Un récit scandé par le rythme des mots, qui reviennent en boucle comme dans une chanson. "Dans la prose de la vie", les souvenirs en sont le refrain. Un texte à dire où l’accordéon figure l’interface entre l’homme et le monde. Qui, au gré de ses mouvements d’extension-contraction, prend l’air et le libère. Une fable à plusieurs entrées. Sur les affres du déracinement et la perte de repères, sur le déplacement des valeurs, sur les aléas de la mémoire et la conservation du temps... Une fable ouverte, aux multiples correspondances, qui donne lieu à plus d’une interprétation et dont la subtile musique se poursuit bien après la lecture.
Le joueur d’accordéon. Coupé de son passé et de son être, rendu sourd aux appels de la terre qu’il a quittée, l’accordéon sera l’instrument de sa perte.
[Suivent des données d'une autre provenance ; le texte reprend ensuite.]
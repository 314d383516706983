// Dotlanth
// Copyright (C) 2025 Synerthink

// This program is free software: you can redistribute it and/or modify
// it under the terms of the GNU Affero General Public License as published by
// the Free Software Foundation, either version 3 of the License, or
// (at your option) any later version.

// This program is distributed in the hope that it will be useful,
// but WITHOUT ANY WARRANTY; without even the implied warranty of
// MERCHANTABILITY or FITNESS FOR A PARTICULAR PURPOSE.  See the
// GNU Affero General Public License for more details.

// You should have received a copy of the GNU Affero General Public License
// along with this program.  If not, see <http://www.gnu.org/licenses/>.

//! Flat struct layout
//!
//! The flat dialect has no inheritance, so a derived struct repeats every
//! member of its superclass, in the same order, before its own. A pointer to
//! the derived struct then reads correctly as a pointer to any ancestor.

use crate::error::{GenerationError, GenerationResult};
use jitbind_common::{AbstractType, Class, Schema};

/// Name of the backing pointer member at offset zero of every flat struct
pub const BACKING_POINTER: &str = "_impl";

/// One member of a flat struct
#[derive(Debug, Clone, PartialEq, Eq)]
pub enum LayoutEntry {
    BackingPointer,
    Field { owner: String, name: String, ty: AbstractType },
    /// Opaque function pointer registered for a callback
    CallbackSlot { owner: String, name: String },
}

impl LayoutEntry {
    /// Member name in the struct
    pub fn name(&self) -> &str {
        match self {
            Self::BackingPointer => BACKING_POINTER,
            Self::Field { name, .. } | Self::CallbackSlot { name, .. } => name,
        }
    }

    /// Class that declared the member; the backing pointer has none
    pub fn owner(&self) -> Option<&str> {
        match self {
            Self::BackingPointer => None,
            Self::Field { owner, .. } | Self::CallbackSlot { owner, .. } => Some(owner),
        }
    }
}

/// Ordered members of a flat struct
#[derive(Debug, Clone, Default, PartialEq, Eq)]
pub struct Layout {
    entries: Vec<LayoutEntry>,
}

impl Layout {
    pub fn entries(&self) -> &[LayoutEntry] {
        &self.entries
    }

    pub fn len(&self) -> usize {
        self.entries.len()
    }

    pub fn is_empty(&self) -> bool {
        self.entries.is_empty()
    }

    /// Whether this layout is a prefix of `other`
    pub fn is_prefix_of(&self, other: &Layout) -> bool {
        other.entries.starts_with(&self.entries)
    }

    pub fn callback_slots(&self) -> impl Iterator<Item = &LayoutEntry> {
        self.entries.iter().filter(|e| matches!(e, LayoutEntry::CallbackSlot { .. }))
    }

    fn has_member(&self, name: &str) -> bool {
        self.entries.iter().any(|e| e.name() == name)
    }

    fn has_slot(&self, name: &str) -> bool {
        self.callback_slots().any(|e| e.name() == name)
    }
}

/// Computes superclass-first layouts
pub struct LayoutFlattener<'a> {
    schema: &'a Schema,
}

impl<'a> LayoutFlattener<'a> {
    pub fn new(schema: &'a Schema) -> Self {
        Self { schema }
    }

    /// Layout of `class`: its superclass layout, then its own instance
    /// fields, then a slot for each callback without an inherited slot.
    pub fn flatten(&self, class: &Class) -> GenerationResult<Layout> {
        let mut layout = match self.schema.superclass_of(class) {
            Some(superclass) => self.flatten(superclass)?,
            None => Layout {
                entries: vec![LayoutEntry::BackingPointer],
            },
        };

        for field in class.instance_fields() {
            if layout.has_member(&field.name) {
                return Err(GenerationError::inconsistency(
                    format!("{}::{}", class.name, field.name),
                    "field name is already a member of the flattened layout",
                ));
            }
            layout.entries.push(LayoutEntry::Field {
                owner: class.name.clone(),
                name: field.name.clone(),
                ty: field.ty.clone(),
            });
        }

        for callback in class.callbacks() {
            if layout.has_slot(&callback.name) {
                continue;
            }
            if layout.has_member(&callback.name) {
                return Err(GenerationError::inconsistency(
                    format!("{}::{}", class.name, callback.name),
                    "callback slot collides with a field",
                ));
            }
            layout.entries.push(LayoutEntry::CallbackSlot {
                owner: class.name.clone(),
                name: callback.name.clone(),
            });
        }

        Ok(layout)
    }
}

#[cfg(test)]
mod tests {
    use super::*;
    use jitbind_common::{Field, Function};
    use proptest::prelude::*;

    fn names(layout: &Layout) -> Vec<&str> {
        layout.entries().iter().map(LayoutEntry::name).collect()
    }

    #[test]
    fn test_superclass_first() {
        let schema = Schema::builder()
            .class(
                Class::new("IlBuilder", "IB")
                    .field(Field::new("typeDict", AbstractType::Pointer))
                    .field(Field::new("count", AbstractType::Int32).static_field())
                    .function(Function::new("buildIL", AbstractType::Boolean).callback()),
            )
            .class(
                Class::new("MethodBuilder", "MB")
                    .extends("IlBuilder")
                    .field(Field::new("name", AbstractType::ConstString))
                    .function(Function::new("buildIL", AbstractType::Boolean).callback())
                    .function(Function::new("RequestFunction", AbstractType::Boolean).callback()),
            )
            .build()
            .unwrap();

        let flattener = LayoutFlattener::new(&schema);
        let base = flattener.flatten(schema.class("IlBuilder").unwrap()).unwrap();
        let derived = flattener.flatten(schema.class("MethodBuilder").unwrap()).unwrap();

        assert_eq!(names(&base), ["_impl", "typeDict", "buildIL"]);
        // the redeclared callback reuses its inherited slot
        assert_eq!(names(&derived), ["_impl", "typeDict", "buildIL", "name", "RequestFunction"]);
        assert!(base.is_prefix_of(&derived));
        assert!(!derived.is_prefix_of(&base));
    }

    #[test]
    fn test_shadowed_field_is_inconsistent() {
        let schema = Schema::builder()
            .class(Class::new("IlBuilder", "IB").field(Field::new("name", AbstractType::ConstString)))
            .class(Class::new("MethodBuilder", "MB").extends("IlBuilder").field(Field::new("name", AbstractType::ConstString)))
            .build()
            .unwrap();
        let result = LayoutFlattener::new(&schema).flatten(schema.class("MethodBuilder").unwrap());
        assert!(matches!(result, Err(GenerationError::SchemaInconsistency { .. })));
    }

    /// Per level: field count and callback count
    fn hierarchy() -> impl Strategy<Value = Vec<(usize, usize)>> {
        proptest::collection::vec((0usize..4, 0usize..3), 1..6)
    }

    fn build(levels: &[(usize, usize)]) -> Schema {
        let mut builder = Schema::builder();
        for (depth, &(fields, callbacks)) in levels.iter().enumerate() {
            let mut class = Class::new(format!("C{depth}"), format!("C{depth}"));
            if depth > 0 {
                class = class.extends(format!("C{}", depth - 1));
            }
            for f in 0..fields {
                class = class.field(Field::new(format!("f{depth}_{f}"), AbstractType::Int32));
            }
            for c in 0..callbacks {
                // even callbacks share a name across levels and reuse a slot
                let name = if c % 2 == 0 { format!("cb{c}") } else { format!("cb{depth}_{c}") };
                class = class.function(Function::new(name, AbstractType::None).callback());
            }
            builder = builder.class(class);
        }
        builder.build().unwrap()
    }

    proptest! {
        #[test]
        fn superclass_layout_is_prefix(levels in hierarchy()) {
            let schema = build(&levels);
            let flattener = LayoutFlattener::new(&schema);
            for class in schema.classes() {
                let layout = flattener.flatten(class).unwrap();
                prop_assert_eq!(&layout.entries()[0], &LayoutEntry::BackingPointer);
                if let Some(superclass) = schema.superclass_of(class) {
                    let parent = flattener.flatten(superclass).unwrap();
                    prop_assert!(parent.is_prefix_of(&layout));
                }
            }
        }
    }
}
use thiserror::Error;

/// Errors raised while scanning a type or injecting into it.
///
/// Every variant is fatal to the call in progress. Only a missing binding on an
/// optional point is turned into an absent value; everything else is reported.
#[derive(Debug, Error)]
pub enum InjectError {
  /// More than one qualifying annotation on the same point.
  #[error("{point} carries more than one qualifier")]
  AmbiguousQualifier { point: String },

  /// The constructor to use could not be chosen.
  #[error(
    "{class} must either have exactly one constructor or exactly one inject-marked constructor \
     (found {declared} declared, {marked} marked)"
  )]
  AmbiguousConstructor {
    class: &'static str,
    marked: usize,
    declared: usize,
  },

  /// More than one method carries the inject marker.
  #[error("{class} has more than one inject-marked method: {}", .methods.join(", "))]
  AmbiguousInjectableMethod {
    class: &'static str,
    methods: Vec<&'static str>,
  },

  /// The declared type nests wrappers in a way the injector does not support.
  #[error("{point} has unsupported shape {shape}: {reason}")]
  UnsupportedWrapperShape {
    point: String,
    shape: String,
    reason: &'static str,
  },

  /// An optional point whose type has no way to hold an absent value.
  #[error("{point} is marked optional but {declared} cannot be absent; declare it as an Option")]
  OptionalWithoutAbsence { point: String, declared: String },

  /// A required point has no matching binding.
  #[error(
    "no binding for {leaf}{} {} required by {point}",
    .argument.as_ref().map(|a| format!(" (argument {})", a)).unwrap_or_default(),
    .tag.as_ref().map(|t| format!("tagged {:?}", t)).unwrap_or_else(|| "without tag".to_string())
  )]
  UnresolvedBinding {
    point: String,
    leaf: String,
    tag: Option<String>,
    argument: Option<String>,
  },

  /// A typed read disagrees with the declared shape or with the bound producer.
  #[error("{point}: expected {expected}, found {found}")]
  TypeMismatch {
    point: String,
    expected: String,
    found: String,
  },

  /// A constructor or method body read more arguments than were declared.
  #[error("{member} has no argument at index {index}")]
  MissingArgument { member: String, index: usize },

  /// The injector configuration could not be parsed.
  #[error("invalid injector configuration: {0}")]
  Config(#[from] serde_yaml::Error),
}
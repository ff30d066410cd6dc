//! The `Container` struct, its registration API and the `Bindings` lookup trait.

use crate::core::{BindingKey, ResolutionGuard};
use crate::types::TypeDescriptor;
use dashmap::DashMap;
use once_cell::sync::OnceCell;
use std::any::Any;
use std::sync::Arc;
use tracing::trace;

/// A zero-argument producer for a bound type.
pub type Producer<T> = Arc<dyn Fn() -> Arc<T> + Send + Sync>;

/// A one-argument producer for a bound type.
pub type ArgProducer<A, T> = Arc<dyn Fn(A) -> Arc<T> + Send + Sync>;

/// A type-erased [`Producer`] or [`ArgProducer`], as handed out by [`Bindings`].
pub type ErasedProducer = Arc<dyn Any + Send + Sync>;

/// Read access to a set of bindings.
///
/// This is the only view the [`Injector`](crate::Injector) has of a container.
/// Implementations must return a `Producer<T>` from `lookup` and an
/// `ArgProducer<A, T>` from `lookup_factory`, where `T` and `A` are the types
/// described by `bound` and `argument`.
pub trait Bindings: Send + Sync {
  fn lookup(&self, bound: &TypeDescriptor, tag: Option<&str>) -> Option<ErasedProducer>;

  fn lookup_factory(
    &self,
    bound: &TypeDescriptor,
    tag: Option<&str>,
    argument: &TypeDescriptor,
  ) -> Option<ErasedProducer>;
}

/// The binding container.
///
/// Registration goes through `&self` and is thread-safe, so a container can be
/// shared behind an `Arc` and filled from anywhere. The last registration for a
/// given type, name and argument type wins.
#[derive(Default)]
pub struct Container {
  bindings: DashMap<BindingKey, ErasedProducer>,
}

impl Container {
  /// Creates a new, empty `Container`.
  pub fn new() -> Self {
    Self::default()
  }

  // --- PRIVATE HELPERS ---

  fn insert(&self, key: BindingKey, producer: ErasedProducer) {
    trace!(key = ?key, "registered binding");
    self.bindings.insert(key, producer);
  }

  fn add_instance_internal<T: Any + Send + Sync>(&self, name: Option<&str>, instance: T) {
    let instance = Arc::new(instance);
    let producer: Producer<T> = Arc::new(move || instance.clone());
    self.insert(BindingKey::of::<T>(name), Arc::new(producer));
  }

  fn add_singleton_internal<I: ?Sized + Any + Send + Sync>(
    &self,
    name: Option<&str>,
    factory: impl Fn() -> Arc<I> + Send + Sync + 'static,
  ) {
    let key = BindingKey::of::<I>(name);
    let guard_key = key.clone();
    let cell: OnceCell<Arc<I>> = OnceCell::new();
    let producer: Producer<I> = Arc::new(move || {
      // The guard must be taken before the cell: re-entering a cell that is
      // being initialised would deadlock instead of panicking.
      let _guard = ResolutionGuard::new(guard_key.clone());
      cell.get_or_init(&factory).clone()
    });
    self.insert(key, Arc::new(producer));
  }

  fn add_provider_internal<I: ?Sized + Any + Send + Sync>(
    &self,
    name: Option<&str>,
    factory: impl Fn() -> Arc<I> + Send + Sync + 'static,
  ) {
    let key = BindingKey::of::<I>(name);
    let guard_key = key.clone();
    let producer: Producer<I> = Arc::new(move || {
      let _guard = ResolutionGuard::new(guard_key.clone());
      factory()
    });
    self.insert(key, Arc::new(producer));
  }

  fn add_factory_internal<A: Any, T: Any + Send + Sync>(
    &self,
    name: Option<&str>,
    factory: impl Fn(A) -> T + Send + Sync + 'static,
  ) {
    let key = BindingKey::factory_of::<A, T>(name);
    let guard_key = key.clone();
    let producer: ArgProducer<A, T> = Arc::new(move |argument| {
      let _guard = ResolutionGuard::new(guard_key.clone());
      Arc::new(factory(argument))
    });
    self.insert(key, Arc::new(producer));
  }

  // --- PUBLIC API ---

  // --- Instance Registration ---
  pub fn add_instance<T: Any + Send + Sync>(&self, instance: T) {
    self.add_instance_internal(None, instance);
  }
  pub fn add_instance_with_name<T: Any + Send + Sync>(&self, name: &str, instance: T) {
    self.add_instance_internal(Some(name), instance);
  }

  // --- Singleton Registration ---
  pub fn add_singleton<T: Any + Send + Sync>(
    &self,
    factory: impl Fn() -> T + Send + Sync + 'static,
  ) {
    self.add_singleton_internal(None, move || Arc::new(factory()));
  }
  pub fn add_singleton_with_name<T: Any + Send + Sync>(
    &self,
    name: &str,
    factory: impl Fn() -> T + Send + Sync + 'static,
  ) {
    self.add_singleton_internal(Some(name), move || Arc::new(factory()));
  }

  // --- Provider Registration ---
  /// Registers a factory that is called on every resolution.
  pub fn add_provider<T: Any + Send + Sync>(
    &self,
    factory: impl Fn() -> T + Send + Sync + 'static,
  ) {
    self.add_provider_internal(None, move || Arc::new(factory()));
  }
  pub fn add_provider_with_name<T: Any + Send + Sync>(
    &self,
    name: &str,
    factory: impl Fn() -> T + Send + Sync + 'static,
  ) {
    self.add_provider_internal(Some(name), move || Arc::new(factory()));
  }

  // --- Factory Registration ---
  /// Registers a factory taking one argument of type `A`.
  pub fn add_factory<A: Any, T: Any + Send + Sync>(
    &self,
    factory: impl Fn(A) -> T + Send + Sync + 'static,
  ) {
    self.add_factory_internal(None, factory);
  }
  pub fn add_factory_with_name<A: Any, T: Any + Send + Sync>(
    &self,
    name: &str,
    factory: impl Fn(A) -> T + Send + Sync + 'static,
  ) {
    self.add_factory_internal(Some(name), factory);
  }

  // --- Trait Registration ---
  pub fn add_singleton_trait<I: ?Sized + Any + Send + Sync>(
    &self,
    factory: impl Fn() -> Arc<I> + Send + Sync + 'static,
  ) {
    self.add_singleton_internal(None, factory);
  }
  pub fn add_singleton_trait_with_name<I: ?Sized + Any + Send + Sync>(
    &self,
    name: &str,
    factory: impl Fn() -> Arc<I> + Send + Sync + 'static,
  ) {
    self.add_singleton_internal(Some(name), factory);
  }
  pub fn add_provider_trait<I: ?Sized + Any + Send + Sync>(
    &self,
    factory: impl Fn() -> Arc<I> + Send + Sync + 'static,
  ) {
    self.add_provider_internal(None, factory);
  }
  pub fn add_provider_trait_with_name<I: ?Sized + Any + Send + Sync>(
    &self,
    name: &str,
    factory: impl Fn() -> Arc<I> + Send + Sync + 'static,
  ) {
    self.add_provider_internal(Some(name), factory);
  }

  // --- Resolution ---
  /// Resolves a value from the container.
  pub fn get<T: ?Sized + Any + Send + Sync>(&self, name: Option<&str>) -> Option<Arc<T>> {
    let producer = self.producer::<T>(name)?;
    Some(producer())
  }

  /// Returns the producer bound for `T`, without invoking it.
  pub fn producer<T: ?Sized + Any + Send + Sync>(&self, name: Option<&str>) -> Option<Producer<T>> {
    let key = BindingKey::of::<T>(name);
    // Clone the producer out so no map guard is held while it runs.
    let producer = self.bindings.get(&key)?.value().clone();
    (*producer).downcast_ref::<Producer<T>>().cloned()
  }

  /// Returns the one-argument producer bound for `T` with argument `A`.
  pub fn get_factory<A: Any, T: Any + Send + Sync>(
    &self,
    name: Option<&str>,
  ) -> Option<ArgProducer<A, T>> {
    let key = BindingKey::factory_of::<A, T>(name);
    let producer = self.bindings.get(&key)?.value().clone();
    (*producer).downcast_ref::<ArgProducer<A, T>>().cloned()
  }

  /// `true` when a zero-argument binding exists for `T` under `name`.
  pub fn contains<T: ?Sized + Any>(&self, name: Option<&str>) -> bool {
    self.bindings.contains_key(&BindingKey::of::<T>(name))
  }

  pub fn len(&self) -> usize {
    self.bindings.len()
  }

  pub fn is_empty(&self) -> bool {
    self.bindings.is_empty()
  }
}

impl Bindings for Container {
  fn lookup(&self, bound: &TypeDescriptor, tag: Option<&str>) -> Option<ErasedProducer> {
    let key = BindingKey::new(bound.clone(), tag);
    self.bindings.get(&key).map(|entry| entry.value().clone())
  }

  fn lookup_factory(
    &self,
    bound: &TypeDescriptor,
    tag: Option<&str>,
    argument: &TypeDescriptor,
  ) -> Option<ErasedProducer> {
    let key = BindingKey::new(bound.clone(), tag).with_argument(argument.clone());
    self.bindings.get(&key).map(|entry| entry.value().clone())
  }
}
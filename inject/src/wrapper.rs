//! Peels lazy, provider and factory shapes off a declared type.

use crate::annotation::{Annotation, Annotations};
use crate::error::InjectError;
use crate::types::{TypeDescriptor, TypeHead};
use std::fmt;

#[derive(Debug, Clone, PartialEq, Eq, Hash)]
pub enum WrapperKind {
  Lazy,
  Provider,
  /// Carries the type of the factory's call argument.
  Factory { argument: TypeDescriptor },
}

/// The ordered wrappers around a leaf, outermost first. Empty for a plain leaf.
#[derive(Debug, Clone, Default, PartialEq, Eq, Hash)]
pub struct WrapperSignature(Vec<WrapperKind>);

impl WrapperSignature {
  pub fn kinds(&self) -> &[WrapperKind] {
    &self.0
  }

  pub fn is_plain(&self) -> bool {
    self.0.is_empty()
  }

  pub fn factory_argument(&self) -> Option<&TypeDescriptor> {
    self.0.iter().find_map(|kind| match kind {
      WrapperKind::Factory { argument } => Some(argument),
      _ => None,
    })
  }

  // [], [Lazy], [Provider], [Lazy, Provider], [Factory], [Lazy, Factory]
  fn is_supported(&self) -> bool {
    let inner = match self.0.as_slice() {
      [WrapperKind::Lazy, rest @ ..] => rest,
      all => all,
    };
    matches!(
      inner,
      [] | [WrapperKind::Provider] | [WrapperKind::Factory { .. }]
    )
  }
}

impl fmt::Display for WrapperSignature {
  fn fmt(&self, f: &mut fmt::Formatter<'_>) -> fmt::Result {
    if self.0.is_empty() {
      return f.write_str("plain");
    }
    let names: Vec<&str> = self
      .0
      .iter()
      .map(|kind| match kind {
        WrapperKind::Lazy => "lazy",
        WrapperKind::Provider => "provider",
        WrapperKind::Factory { .. } => "factory",
      })
      .collect();
    f.write_str(&names.join(" of "))
  }
}

/// The result of unwrapping a declared type.
#[derive(Debug, Clone, PartialEq, Eq)]
pub struct Unwrapped {
  pub leaf: TypeDescriptor,
  pub signature: WrapperSignature,
}

/// Splits `declared` into its leaf type and wrapper signature.
///
/// Shapes are matched outermost first in the order lazy, factory, provider.
/// Bare callables are only recognised when `annotations` carries the matching
/// raw marker. `point` names the injection point in errors.
pub fn unwrap(
  declared: &TypeDescriptor,
  annotations: &Annotations,
  point: &dyn fmt::Display,
) -> Result<Unwrapped, InjectError> {
  let raw_provider = annotations.contains(&Annotation::RawProvider);
  let raw_factory = annotations.contains(&Annotation::RawFactory);
  let unsupported = |reason: &'static str| InjectError::UnsupportedWrapperShape {
    point: point.to_string(),
    shape: declared.to_string(),
    reason,
  };

  let mut kinds = Vec::new();
  let mut used_raw_provider = false;
  let mut used_raw_factory = false;
  let mut current = declared;

  loop {
    let args = current.args();
    match current.head() {
      TypeHead::Class { .. } => break,
      TypeHead::Lazy => {
        kinds.push(WrapperKind::Lazy);
        current = args.first().ok_or_else(|| unsupported("lazy without a value type"))?;
      }
      TypeHead::Factory | TypeHead::Function1 => {
        if current.head() == TypeHead::Function1 {
          if !raw_factory {
            return Err(unsupported("a bare one-argument callable needs the raw factory marker"));
          }
          used_raw_factory = true;
        }
        let (argument, value) = match args {
          [argument, value] => (argument, value),
          _ => return Err(unsupported("factory without argument and value types")),
        };
        kinds.push(WrapperKind::Factory {
          argument: argument.clone(),
        });
        current = value;
      }
      TypeHead::Provider | TypeHead::Function0 => {
        if current.head() == TypeHead::Function0 {
          if !raw_provider {
            return Err(unsupported("a bare zero-argument callable needs the raw provider marker"));
          }
          used_raw_provider = true;
        }
        kinds.push(WrapperKind::Provider);
        current = args.first().ok_or_else(|| unsupported("provider without a value type"))?;
      }
    }
  }

  if raw_provider && !used_raw_provider {
    return Err(unsupported("the raw provider marker requires a zero-argument callable"));
  }
  if raw_factory && !used_raw_factory {
    return Err(unsupported("the raw factory marker requires a one-argument callable"));
  }

  let signature = WrapperSignature(kinds);
  if !signature.is_supported() {
    return Err(unsupported("only lazy, provider, factory, lazy provider and lazy factory are supported"));
  }

  Ok(Unwrapped {
    leaf: current.clone(),
    signature,
  })
}

#[cfg(test)]
mod tests {
  use super::*;

  fn string() -> TypeDescriptor {
    TypeDescriptor::of::<String>()
  }

  fn unwrap_plain(declared: TypeDescriptor) -> Result<Unwrapped, InjectError> {
    unwrap(&declared, &Annotations::new(), &"test point")
  }

  #[test]
  fn plain_leaf_has_empty_signature() {
    let unwrapped = unwrap_plain(string()).unwrap();
    assert_eq!(unwrapped.leaf, string());
    assert!(unwrapped.signature.is_plain());
  }

  #[test]
  fn lazy_provider_unwraps_outermost_first() {
    let unwrapped = unwrap_plain(TypeDescriptor::lazy(TypeDescriptor::provider(string()))).unwrap();
    assert_eq!(unwrapped.leaf, string());
    assert_eq!(
      unwrapped.signature.kinds(),
      &[WrapperKind::Lazy, WrapperKind::Provider]
    );
    assert_eq!(unwrapped.signature.to_string(), "lazy of provider");
  }

  #[test]
  fn factory_records_argument_type() {
    let declared = TypeDescriptor::lazy(TypeDescriptor::factory(TypeDescriptor::of::<i32>(), string()));
    let unwrapped = unwrap_plain(declared).unwrap();
    assert_eq!(unwrapped.leaf, string());
    assert_eq!(
      unwrapped.signature.factory_argument(),
      Some(&TypeDescriptor::of::<i32>())
    );
  }

  #[test]
  fn reverse_nesting_is_rejected() {
    for declared in [
      TypeDescriptor::provider(TypeDescriptor::lazy(string())),
      TypeDescriptor::factory(TypeDescriptor::of::<i32>(), TypeDescriptor::lazy(string())),
      TypeDescriptor::provider(TypeDescriptor::factory(TypeDescriptor::of::<i32>(), string())),
      TypeDescriptor::lazy(TypeDescriptor::lazy(string())),
      TypeDescriptor::provider(TypeDescriptor::provider(string())),
    ] {
      let err = unwrap_plain(declared).unwrap_err();
      assert!(matches!(err, InjectError::UnsupportedWrapperShape { .. }), "{err}");
    }
  }

  #[test]
  fn bare_callables_need_their_marker() {
    let bare = TypeDescriptor::function0(string());
    assert!(unwrap_plain(bare.clone()).is_err());

    let marked = unwrap(&bare, &Annotations::new().raw_provider(), &"test point").unwrap();
    assert_eq!(marked.signature.kinds(), &[WrapperKind::Provider]);

    let misplaced = unwrap(&string(), &Annotations::new().raw_factory(), &"test point");
    assert!(misplaced.is_err());
  }
}
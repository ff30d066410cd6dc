//! Public macros for ergonomic reads from a container.

/// Resolves a service from a container, panicking if it is not registered.
///
/// The container is always passed explicitly; there is no global container.
///
/// # Panics
///
/// Panics if the service cannot be resolved. For a non-panicking version, use
/// [`maybe_resolve!`] or `Container::get` directly.
///
/// # Examples
///
/// ```
/// use fibre_inject::{resolve, Container};
///
/// let container = Container::new();
/// container.add_singleton(|| String::from("hello"));
///
/// let message = resolve!(container, String);
/// assert_eq!(*message, "hello");
/// ```
///
/// ```
/// use fibre_inject::{resolve, Container};
/// use std::sync::Arc;
///
/// trait Greeter: Send + Sync { fn greet(&self) -> String; }
/// struct EnglishGreeter;
/// impl Greeter for EnglishGreeter { fn greet(&self) -> String { "Hello!".to_string() } }
///
/// let container = Container::new();
/// container.add_singleton_trait::<dyn Greeter>(|| Arc::new(EnglishGreeter));
///
/// let greeter = resolve!(container, trait Greeter);
/// assert_eq!(greeter.greet(), "Hello!");
/// ```
#[macro_export]
macro_rules! resolve {
  // resolve!(container, trait MyTrait)
  ($container:expr, trait $trait_ident:ident) => {
    $container
      .get::<dyn $trait_ident>(None)
      .unwrap_or_else(|| {
        panic!(
          "Failed to resolve required trait service: {}",
          std::any::type_name::<dyn $trait_ident>()
        )
      })
  };

  // resolve!(container, trait MyTrait, "name")
  ($container:expr, trait $trait_ident:ident, $name:expr) => {
    $container
      .get::<dyn $trait_ident>(Some($name))
      .unwrap_or_else(|| {
        panic!(
          "Failed to resolve required trait service with name '{}': {}",
          $name,
          std::any::type_name::<dyn $trait_ident>()
        )
      })
  };

  // resolve!(container, MyService)
  ($container:expr, $type:ty) => {
    $container
      .get::<$type>(None)
      .unwrap_or_else(|| {
        panic!(
          "Failed to resolve required service: {}",
          std::any::type_name::<$type>()
        )
      })
  };

  // resolve!(container, MyService, "name")
  ($container:expr, $type:ty, $name:expr) => {
    $container
      .get::<$type>(Some($name))
      .unwrap_or_else(|| {
        panic!(
          "Failed to resolve required service with name '{}': {}",
          $name,
          std::any::type_name::<$type>()
        )
      })
  };
}

/// Like [`resolve!`], but yields an `Option` instead of panicking.
///
/// ```
/// use fibre_inject::{maybe_resolve, Container};
///
/// let container = Container::new();
/// container.add_instance_with_name("lastname", String::from("BRYS"));
///
/// assert_eq!(maybe_resolve!(container, String, "lastname").as_deref().map(String::as_str), Some("BRYS"));
/// assert!(maybe_resolve!(container, String).is_none());
/// ```
#[macro_export]
macro_rules! maybe_resolve {
  ($container:expr, trait $trait_ident:ident) => {
    $container.get::<dyn $trait_ident>(None)
  };
  ($container:expr, trait $trait_ident:ident, $name:expr) => {
    $container.get::<dyn $trait_ident>(Some($name))
  };
  ($container:expr, $type:ty) => {
    $container.get::<$type>(None)
  };
  ($container:expr, $type:ty, $name:expr) => {
    $container.get::<$type>(Some($name))
  };
}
Seul le son du carillon le relie à un bruit qui fait sens pour lui, le relie à soi, le garde en éveil mais pour combien de temps, et ce mince fil, cette faible lueur suffiront-t-il ?...
À noter l’excellente couverture de Joachim Regout qui en un dessin stylisé met en perspective les éléments du récit, tels cet âne-accordéon dont le souvenir est porté par les sons et ce rouge de la couverture (sur laquelle tombent les pièces) qui donne le la de la composition.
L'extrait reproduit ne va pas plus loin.